Emerging artist Niall Ashley is a self-taught painter from Bristol; his work explores authority, classism, racial identity and the Black experience manifested in vivid paintings.
Inspired by aristocracy’s red tape, he considers painting as his vessel to communicate society’s unheard voices. He reveals his experiences in a visual cacophony of colour fused upon canvas, incised with expressive figures defined by meaningful typography.
I identify as Black and Non-Binary, with my work sampling heavy from this experience, as well as the impact of bureaucracy and class
Niall Ashley
Naill has succeeded in amalgamating his presence amidst Graffiti and Neo-expressionism with a little Basquiat-Esque tactility. He is an imaginative talent who will continue to grow as he explores his creative palette, indeed an emerging artist to keep a watchful eye on.
Q: For those who don’t know you, can you please introduce yourself
A: Yo, I’m Niall. I’m an artist from Bristol making large-scale expressive paintings, combining aspects of typography and figurative painting. I identify as Black and Non-Binary, with my work sampling heavy from this experience and the impact of bureaucracy and class.
Q: What is your inspiration, and why do you do what you do?
A: I would say my earliest inspirations were seeing Banksy pieces thrown up all around Bristol. He was an artist who had a political tangent to his work whilst simultaneously talking to the average person who’s just making ends meet. Painting always seemed like an art form reserved for the well-educated upper class. When I found Basquiat, an artist who managed to pave his way identifying as Black and being previously homeless, it struck a chord in me that someone from a similar background did it too.
These two artists solidified a crazy faith in me that art is a means to change the visual landscape and platform voices of the marginalised. I feel part of a forgotten fraction of the population from low-income families, made to feel like a pseudo-citizen of their own home country. So, this is why I paint, to show that our experiences and stories have a place in this veneered and polished world.
Q: Can you tell us about your creative process?

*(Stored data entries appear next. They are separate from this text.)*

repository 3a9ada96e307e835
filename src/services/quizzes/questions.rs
use actix_web::{HttpRequest, HttpResponse, Result as ActixResult};

use super::QuizService;
use crate::models::ApiResponse;
use crate::models::questions::requests::{CreateQuestionRequest, QuestionOrder};
use crate::services::error_response;

pub async fn create_question(
    service: &QuizService,
    request: &HttpRequest,
    quiz_id: i64,
    question_data: CreateQuestionRequest,
) -> ActixResult<HttpResponse> {
    let engine = service.get_engine(request)?;

    match engine.create_question(quiz_id, question_data).await {
        Ok(question) => {
            Ok(HttpResponse::Created().json(ApiResponse::success(question, "题目创建成功")))
        }
        Err(e) => Ok(error_response(e)),
    }
}

pub async fn delete_question(
    service: &QuizService,
    request: &HttpRequest,
    quiz_id: i64,
    question_id: i64,
) -> ActixResult<HttpResponse> {
    let engine = service.get_engine(request)?;

    match engine.delete_question(quiz_id, question_id).await {
        Ok(()) => Ok(HttpResponse::Ok().json(ApiResponse::success_empty("题目删除成功"))),
        Err(e) => Ok(error_response(e)),
    }
}

pub async fn reorder_questions(
    service: &QuizService,
    request: &HttpRequest,
    quiz_id: i64,
    orders: Vec<QuestionOrder>,
) -> ActixResult<HttpResponse> {
    let engine = service.get_engine(request)?;

    match engine.reorder_questions(quiz_id, orders).await {
        Ok(()) => Ok(HttpResponse::Ok().json(ApiResponse::success_empty("题目顺序已更新"))),
        Err(e) => Ok(error_response(e)),
    }
}
//! 统一错误处理模块
//!
//! 使用宏自动生成错误类型，支持错误代码、类型名称和错误类别。

use std::fmt;

/// 错误类别
///
/// 宿主服务按类别把错误翻译为 API 状态码，引擎本身不做任何重试。
#[derive(Debug, Clone, Copy, PartialEq, Eq)]
pub enum ErrorCategory {
    /// 资源不存在
    NotFound,
    /// 业务策略拒绝（需要调用方换一种操作）
    Policy,
    /// 身份或归属校验失败
    Authorization,
    /// 输入校验失败
    Validation,
    /// 存储层或配置失败
    Persistence,
}

/// 定义错误类型的宏
///
/// 自动生成：
/// - enum 定义
/// - code() 方法 - 返回错误代码
/// - error_type() 方法 - 返回错误类型名称
/// - category() 方法 - 返回错误类别
/// - message() 方法 - 返回错误详情
/// - 便捷构造函数
macro_rules! define_quizsystem_errors {
    ($(
        $variant:ident($code:literal, $type_name:literal, $category:ident)
    ),* $(,)?) => {
        #[derive(Debug, Clone)]
        pub enum QuizSystemError {
            $($variant(String),)*
        }

        impl QuizSystemError {
            /// 获取错误代码
            pub fn code(&self) -> &'static str {
                match self {
                    $(QuizSystemError::$variant(_) => $code,)*
                }
            }

            /// 获取错误类型名称
            pub fn error_type(&self) -> &'static str {
                match self {
                    $(QuizSystemError::$variant(_) => $type_name,)*
                }
            }

            /// 获取错误类别
            pub fn category(&self) -> ErrorCategory {
                match self {
                    $(QuizSystemError::$variant(_) => ErrorCategory::$category,)*
                }
            }

            /// 获取错误详情
            pub fn message(&self) -> &str {
                match self {
                    $(QuizSystemError::$variant(msg) => msg,)*
                }
            }
        }

        // 生成便捷构造函数
        paste::paste! {
            impl QuizSystemError {
                $(
                    pub fn [<$variant:snake>]<T: Into<String>>(msg: T) -> Self {
                        QuizSystemError::$variant(msg.into())
                    }
                )*
            }
        }
    };
}

define_quizsystem_errors! {
    DatabaseConfig("E003", "Database Configuration Error", Persistence),
    DatabaseConnection("E004", "Database Connection Error", Persistence),
    DatabaseOperation("E005", "Database Operation Error", Persistence),
    Validation("E007", "Validation Error", Validation),
    Serialization("E009", "Serialization Error", Persistence),
    Authentication("E012", "Authentication Error", Authorization),

    QuizNotFound("E101", "Quiz Not Found", NotFound),
    QuestionNotFound("E102", "Question Not Found", NotFound),
    OptionNotFound("E103", "Option Not Found", NotFound),
    AttemptNotFound("E104", "Attempt Not Found", NotFound),
    AnswerNotFound("E105", "Answer Not Found", NotFound),

    QuizNotPublished("E201", "Quiz Not Published", Policy),
    MaxAttemptsReached("E202", "Max Attempts Reached", Policy),
    TimeLimitExceeded("E203", "Time Limit Exceeded", Policy),
    AttemptAlreadyComplete("E204", "Attempt Already Complete", Policy),
    InvalidPointsAwarded("E205", "Invalid Points Awarded", Policy),
    CannotGradeAutoGraded("E206", "Cannot Grade Auto-Graded Question", Policy),

    UnauthorizedAccess("E301", "Unauthorized Access", Authorization),
}

impl QuizSystemError {
    /// 格式化为彩色输出（用于开发环境）
    #[cfg(debug_assertions)]
    pub fn format_colored(&self) -> String {
        format!(
            "\x1b[1;31m[ERROR]\x1b[0m \x1b[33m{}\x1b[0m \x1b[31m{}\x1b[0m\n  {}",
            self.code(),
            self.error_type(),
            self.message()
        )
    }

    /// 格式化为简洁输出
    pub fn format_simple(&self) -> String {
        format!("{}: {}", self.error_type(), self.message())
    }

    /// 是否为资源不存在类错误
    pub fn is_not_found(&self) -> bool {
        self.category() == ErrorCategory::NotFound
    }
}

impl fmt::Display for QuizSystemError {
    fn fmt(&self, f: &mut fmt::Formatter<'_>) -> fmt::Result {
        write!(f, "{}", self.format_simple())
    }
}

impl std::error::Error for QuizSystemError {}

// 为常见的错误类型实现 From trait
impl From<sea_orm::DbErr> for QuizSystemError {
    fn from(err: sea_orm::DbErr) -> Self {
        QuizSystemError::DatabaseOperation(err.to_string())
    }
}

impl From<serde_json::Error> for QuizSystemError {
    fn from(err: serde_json::Error) -> Self {
        QuizSystemError::Serialization(err.to_string())
    }
}

pub type Result<T> = std::result::Result<T, QuizSystemError>;
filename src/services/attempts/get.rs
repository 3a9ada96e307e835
use actix_web::{HttpRequest, HttpResponse, Result as ActixResult};

use super::AttemptService;
use crate::models::ApiResponse;
use crate::services::{current_user, error_response};

pub async fn get_attempt(
    service: &AttemptService,
    request: &HttpRequest,
    attempt_id: i64,
) -> ActixResult<HttpResponse> {
    let user = match current_user(request) {
        Ok(user) => user,
        Err(resp) => return Ok(resp),
    };
    let engine = service.get_engine(request)?;

    match engine.get_attempt(attempt_id, &user).await {
        Ok(detail) => Ok(HttpResponse::Ok().json(ApiResponse::success(detail, "查询成功"))),
        Err(e) => Ok(error_response(e)),
    }
}

pub async fn list_my_attempts(
    service: &AttemptService,
    request: &HttpRequest,
    quiz_id: i64,
) -> ActixResult<HttpResponse> {
    let user = match current_user(request) {
        Ok(user) => user,
        Err(resp) => return Ok(resp),
    };
    let engine = service.get_engine(request)?;

    match engine.list_user_attempts(quiz_id, user.id).await {
        Ok(attempts) => Ok(HttpResponse::Ok().json(ApiResponse::success(attempts, "查询成功"))),
        Err(e) => Ok(error_response(e)),
    }
}
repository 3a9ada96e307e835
//! 答案存储操作

use super::{SeaOrmStorage, to_timestamp};
use crate::entity::quiz_answers::{ActiveModel, Column, Entity as QuizAnswers};
use crate::entity::quiz_attempts::{Column as AttemptColumn, Entity as QuizAttempts};
use crate::errors::{QuizSystemError, Result};
use crate::models::{
    attempts::entities::{QuizAnswer, QuizAttempt},
    grading::{requests::ManualGrade, responses::ManualGradeOutcome},
};
use sea_orm::sea_query::Expr;
use sea_orm::{
    ActiveModelTrait, ColumnTrait, DbBackend, EntityTrait, QueryFilter, QueryOrder, QuerySelect,
    Set, TransactionTrait,
};

impl SeaOrmStorage {
    /// 通过 ID 获取答案
    pub async fn get_answer_by_id_impl(&self, answer_id: i64) -> Result<Option<QuizAnswer>> {
        let result = QuizAnswers::find_by_id(answer_id)
            .one(&self.db)
            .await
            .map_err(|e| QuizSystemError::database_operation(format!("查询答案失败: {e}")))?;

        Ok(result.map(|m| m.into_answer()))
    }

    /// 列出作答记录的全部答案
    pub async fn list_answers_by_attempt_impl(&self, attempt_id: i64) -> Result<Vec<QuizAnswer>> {
        let answers = QuizAnswers::find()
            .filter(Column::AttemptId.eq(attempt_id))
            .order_by_asc(Column::Id)
            .all(&self.db)
            .await
            .map_err(|e| QuizSystemError::database_operation(format!("查询答案失败: {e}")))?;

        Ok(answers.into_iter().map(|m| m.into_answer()).collect())
    }

    /// 批量列出多个作答记录的答案
    pub async fn list_answers_by_attempt_ids_impl(
        &self,
        attempt_ids: &[i64],
    ) -> Result<Vec<QuizAnswer>> {
        if attempt_ids.is_empty() {
            return Ok(vec![]);
        }

        let answers = QuizAnswers::find()
            .filter(Column::AttemptId.is_in(attempt_ids.to_vec()))
            .order_by_asc(Column::AttemptId)
            .order_by_asc(Column::Id)
            .all(&self.db)
            .await
            .map_err(|e| QuizSystemError::database_operation(format!("批量查询答案失败: {e}")))?;

        Ok(answers.into_iter().map(|m| m.into_answer()).collect())
    }

    /// 写入批改结果并重算作答成绩
    ///
    /// 更新答案、读取全部答案、计算分数、更新作答记录在同一事务内完成。
    pub async fn apply_manual_grade_impl(&self, grade: ManualGrade) -> Result<ManualGradeOutcome> {
        let ManualGrade {
            answer_id,
            attempt_id,
            grade: answer_grade,
            points_awarded,
            feedback,
            graded_by,
            graded_at,
            scoring,
        } = grade;

        let txn = self
            .db
            .begin()
            .await
            .map_err(|e| QuizSystemError::database_operation(format!("开启事务失败: {e}")))?;

        // SQLite 由第一条写语句获取写锁，其余后端先锁定作答记录行
        if self.db.get_database_backend() != DbBackend::Sqlite {
            QuizAttempts::find_by_id(attempt_id)
                .lock_exclusive()
                .one(&txn)
                .await
                .map_err(|e| {
                    QuizSystemError::database_operation(format!("锁定作答记录失败: {e}"))
                })?;
        }

        let model = ActiveModel {
            id: Set(answer_id),
            is_correct: Set(answer_grade.as_is_correct()),
            points_awarded: Set(points_awarded),
            feedback: Set(feedback),
            graded_by: Set(Some(graded_by)),
            graded_at: Set(Some(to_timestamp(graded_at))),
            ..Default::default()
        };
        let updated_answer = model
            .update(&txn)
            .await
            .map_err(|e| QuizSystemError::database_operation(format!("更新答案失败: {e}")))?;

        let attempt: QuizAttempt = QuizAttempts::find_by_id(attempt_id)
            .one(&txn)
            .await
            .map_err(|e| QuizSystemError::database_operation(format!("查询作答记录失败: {e}")))?
            .ok_or_else(|| {
                QuizSystemError::attempt_not_found(format!("作答记录 {attempt_id} 不存在"))
            })?
            .into_attempt();

        let answers: Vec<QuizAnswer> = QuizAnswers::find()
            .filter(Column::AttemptId.eq(attempt_id))
            .all(&txn)
            .await
            .map_err(|e| QuizSystemError::database_operation(format!("查询答案失败: {e}")))?
            .into_iter()
            .map(|m| m.into_answer())
            .collect();

        let state = scoring.recompute_state(&attempt.state, &answers);

        QuizAttempts::update_many()
            .col_expr(AttemptColumn::Score, Expr::value(state.score()))
            .col_expr(AttemptColumn::IsPassed, Expr::value(state.is_passed()))
            .filter(AttemptColumn::Id.eq(attempt_id))
            .exec(&txn)
            .await
            .map_err(|e| QuizSystemError::database_operation(format!("更新作答成绩失败: {e}")))?;

        txn.commit()
            .await
            .map_err(|e| QuizSystemError::database_operation(format!("提交事务失败: {e}")))?;

        Ok(ManualGradeOutcome {
            answer: updated_answer.into_answer(),
            attempt: QuizAttempt { state, ..attempt },
        })
    }
}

A: Typically, I imagine the canvas as a sketchbook I used to take on my tube journeys. I sketch a figure instinctively using spray paint or oil stick, as it’s the two materials that match closest to a forever flowing pen. Sometimes I do the reverse, starting with envisioning the background as a 3-Dimensional plane where the strokes overlap weave to expose a hidden figure. I’ve borrowed this from Gerrit Noordzjj’s typography approach of seeing letters as 3-Dimensional carvings of space, rather than the convention of looking at letters as shapes.

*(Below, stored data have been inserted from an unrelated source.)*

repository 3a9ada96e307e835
//! 测验存储操作

use super::SeaOrmStorage;
use crate::entity::quizzes::{ActiveModel, Entity as Quizzes};
use crate::errors::{QuizSystemError, Result};
use crate::models::quizzes::{
    entities::Quiz,
    requests::{CreateQuizRequest, UpdateQuizRequest},
};
use sea_orm::{ActiveModelTrait, EntityTrait, Set};

impl SeaOrmStorage {
    /// 创建测验
    pub async fn create_quiz_impl(&self, created_by: i64, req: CreateQuizRequest) -> Result<Quiz> {
        let now = chrono::Utc::now().timestamp();

        let model = ActiveModel {
            course_id: Set(req.course_id),
            lesson_id: Set(req.lesson_id),
            title: Set(req.title),
            description: Set(req.description),
            passing_score: Set(req.passing_score),
            time_limit: Set(req.time_limit),
            max_attempts: Set(req.max_attempts),
            shuffle_questions: Set(req.shuffle_questions.unwrap_or(false)),
            shuffle_options: Set(req.shuffle_options.unwrap_or(false)),
            show_correct_answers: Set(req.show_correct_answers.unwrap_or(false)),
            is_published: Set(req.is_published.unwrap_or(false)),
            created_by: Set(created_by),
            created_at: Set(now),
            updated_at: Set(now),
            ..Default::default()
        };

        let result = model
            .insert(&self.db)
            .await
            .map_err(|e| QuizSystemError::database_operation(format!("创建测验失败: {e}")))?;

        Ok(result.into_quiz())
    }

    /// 通过 ID 获取测验
    pub async fn get_quiz_by_id_impl(&self, quiz_id: i64) -> Result<Option<Quiz>> {
        let result = Quizzes::find_by_id(quiz_id)
            .one(&self.db)
            .await
            .map_err(|e| QuizSystemError::database_operation(format!("查询测验失败: {e}")))?;

        Ok(result.map(|m| m.into_quiz()))
    }

    /// 更新测验
    pub async fn update_quiz_impl(
        &self,
        quiz_id: i64,
        update: UpdateQuizRequest,
    ) -> Result<Option<Quiz>> {
        // 先检查测验是否存在
        let existing = self.get_quiz_by_id_impl(quiz_id).await?;
        if existing.is_none() {
            return Ok(None);
        }

        let now = chrono::Utc::now().timestamp();

        let mut model = ActiveModel {
            id: Set(quiz_id),
            updated_at: Set(now),
            ..Default::default()
        };

        if let Some(title) = update.title {
            model.title = Set(title);
        }
        if let Some(description) = update.description {
            model.description = Set(Some(description));
        }
        if let Some(passing_score) = update.passing_score {
            model.passing_score = Set(passing_score);
        }
        if let Some(time_limit) = update.time_limit {
            model.time_limit = Set(Some(time_limit));
        }
        if let Some(max_attempts) = update.max_attempts {
            model.max_attempts = Set(Some(max_attempts));
        }
        if let Some(shuffle_questions) = update.shuffle_questions {
            model.shuffle_questions = Set(shuffle_questions);
        }
        if let Some(shuffle_options) = update.shuffle_options {
            model.shuffle_options = Set(shuffle_options);
        }
        if let Some(show_correct_answers) = update.show_correct_answers {
            model.show_correct_answers = Set(show_correct_answers);
        }
        if let Some(is_published) = update.is_published {
            model.is_published = Set(is_published);
        }

        model
            .update(&self.db)
            .await
            .map_err(|e| QuizSystemError::database_operation(format!("更新测验失败: {e}")))?;

        self.get_quiz_by_id_impl(quiz_id).await
    }
}
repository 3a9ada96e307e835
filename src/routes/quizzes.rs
use actix_web::{HttpRequest, HttpResponse, Result as ActixResult, web};
use once_cell::sync::Lazy;

use crate::middlewares;
use crate::services::{AttemptService, QuizService};

// 懒加载的全局服务实例
static QUIZ_SERVICE: Lazy<QuizService> = Lazy::new(QuizService::new_lazy);
static ATTEMPT_SERVICE: Lazy<AttemptService> = Lazy::new(AttemptService::new_lazy);

// HTTP处理程序
pub async fn get_quiz_for_taking(
    req: HttpRequest,
    quiz_id: web::Path<i64>,
) -> ActixResult<HttpResponse> {
    QUIZ_SERVICE
        .get_quiz_for_taking(&req, quiz_id.into_inner())
        .await
}

pub async fn start_attempt(req: HttpRequest, quiz_id: web::Path<i64>) -> ActixResult<HttpResponse> {
    ATTEMPT_SERVICE
        .start_attempt(&req, quiz_id.into_inner())
        .await
}

pub async fn list_my_attempts(
    req: HttpRequest,
    quiz_id: web::Path<i64>,
) -> ActixResult<HttpResponse> {
    ATTEMPT_SERVICE
        .list_my_attempts(&req, quiz_id.into_inner())
        .await
}

// 配置路由
pub fn configure_quizzes_routes(cfg: &mut web::ServiceConfig) {
    cfg.service(
        web::scope("/api/v1/quizzes")
            .wrap(middlewares::RequireJWT)
            .service(
                // 已发布测验的作答视图，不含正确答案
                web::resource("/{quiz_id}").route(web::get().to(get_quiz_for_taking)),
            )
            .service(
                web::resource("/{quiz_id}/attempts").route(
                    web::post()
                        .to(start_attempt)
                        .wrap(middlewares::RateLimit::attempts()),
                ),
            )
            .service(
                // 当前用户的作答记录，最近一次在前
                web::resource("/{quiz_id}/attempts/my").route(web::get().to(list_my_attempts)),
            ),
    );
}
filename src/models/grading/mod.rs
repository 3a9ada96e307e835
pub mod requests;
pub mod responses;
use serde::{Deserialize, Serialize};
use ts_rs::TS;

// 用户角色（与平台认证服务签发的令牌保持一致）
#[derive(Debug, Clone, Serialize, PartialEq, TS)]
#[serde(rename_all = "snake_case")]
#[ts(export, export_to = "../frontend/src/types/generated/user.ts")]
pub enum UserRole {
    User,    // 普通用户（学生）
    Teacher, // 教师
    Admin,   // 管理员
}

impl UserRole {
    pub const USER: &'static str = "user";
    pub const TEACHER: &'static str = "teacher";
    pub const ADMIN: &'static str = "admin";

    /// 可以出题、批改和查看统计的角色
    pub fn teacher_roles() -> &'static [&'static UserRole] {
        &[&Self::Teacher, &Self::Admin]
    }

    pub fn is_instructor(&self) -> bool {
        matches!(self, UserRole::Teacher | UserRole::Admin)
    }
}

impl<'de> Deserialize<'de> for UserRole {
    fn deserialize<D>(deserializer: D) -> Result<Self, D::Error>
    where
        D: serde::Deserializer<'de>,
    {
        let s = String::deserialize(deserializer)?;
        s.parse().map_err(|_| {
            serde::de::Error::custom(format!(
                "无效的用户角色: '{s}'. 支持的角色: user, teacher, admin"
            ))
        })
    }
}

impl std::fmt::Display for UserRole {
    fn fmt(&self, f: &mut std::fmt::Formatter<'_>) -> std::fmt::Result {
        match self {
            UserRole::User => write!(f, "{}", UserRole::USER),
            UserRole::Teacher => write!(f, "{}", UserRole::TEACHER),
            UserRole::Admin => write!(f, "{}", UserRole::ADMIN),
        }
    }
}

impl std::str::FromStr for UserRole {
    type Err = String;

    fn from_str(s: &str) -> Result<Self, Self::Err> {
        match s {
            UserRole::USER => Ok(UserRole::User),
            UserRole::TEACHER => Ok(UserRole::Teacher),
            UserRole::ADMIN => Ok(UserRole::Admin),
            _ => Err(format!("Invalid user role: {s}")),
        }
    }
}

/// 当前请求的用户身份
///
/// 由 RequireJWT 中间件从访问令牌中解析并放入请求扩展。
#[derive(Debug, Clone, Serialize, Deserialize, PartialEq)]
pub struct CurrentUser {
    pub id: i64,
    pub role: UserRole,
}

impl CurrentUser {
    pub fn is_instructor(&self) -> bool {
        self.role.is_instructor()
    }
}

The typography in my work is an aspect of my creative process. I delve into accuracy and measurement, taking phrases that are colloquial to my childhood or symbolising a current political tension voiced on social media. As the type we encounter in our day-to-day life is usually projected from screens and digitally printed fonts, I aim for my lettering to emulate that cold feeling it expresses to us. This is quite labour intensive, but I think the process of designing typography on a computer and transferring it to a painting through screenprint or painting by hand is worth the monotonous effect.
Q: What is the reason behind your fusion of bureaucracy, class and racial identity in your work?
A: I realised that bureaucracy plays a major part in the life of the lower class, where my younger life existed. Our livelihood is dictated by eligibility to benefit systems, council housing, free school meals, scholarships, bursaries etc. We almost become numb to the amasses of forms, letters and bills which take grasp of the normality in our lives.
All the complexities compressed into black and white. I communicate this cold feeling through typography, trying to fight the colourful and expressive aspects of the people I paint. I feel that blackness is depicted as a monotonous noir. When realistically, we see black people of so many different hues. I don’t want the black figures to be a fetishization of who we are but rather a transparent representation in my painting.
Q: What was the first piece of Art you made that cemented your path as an artist?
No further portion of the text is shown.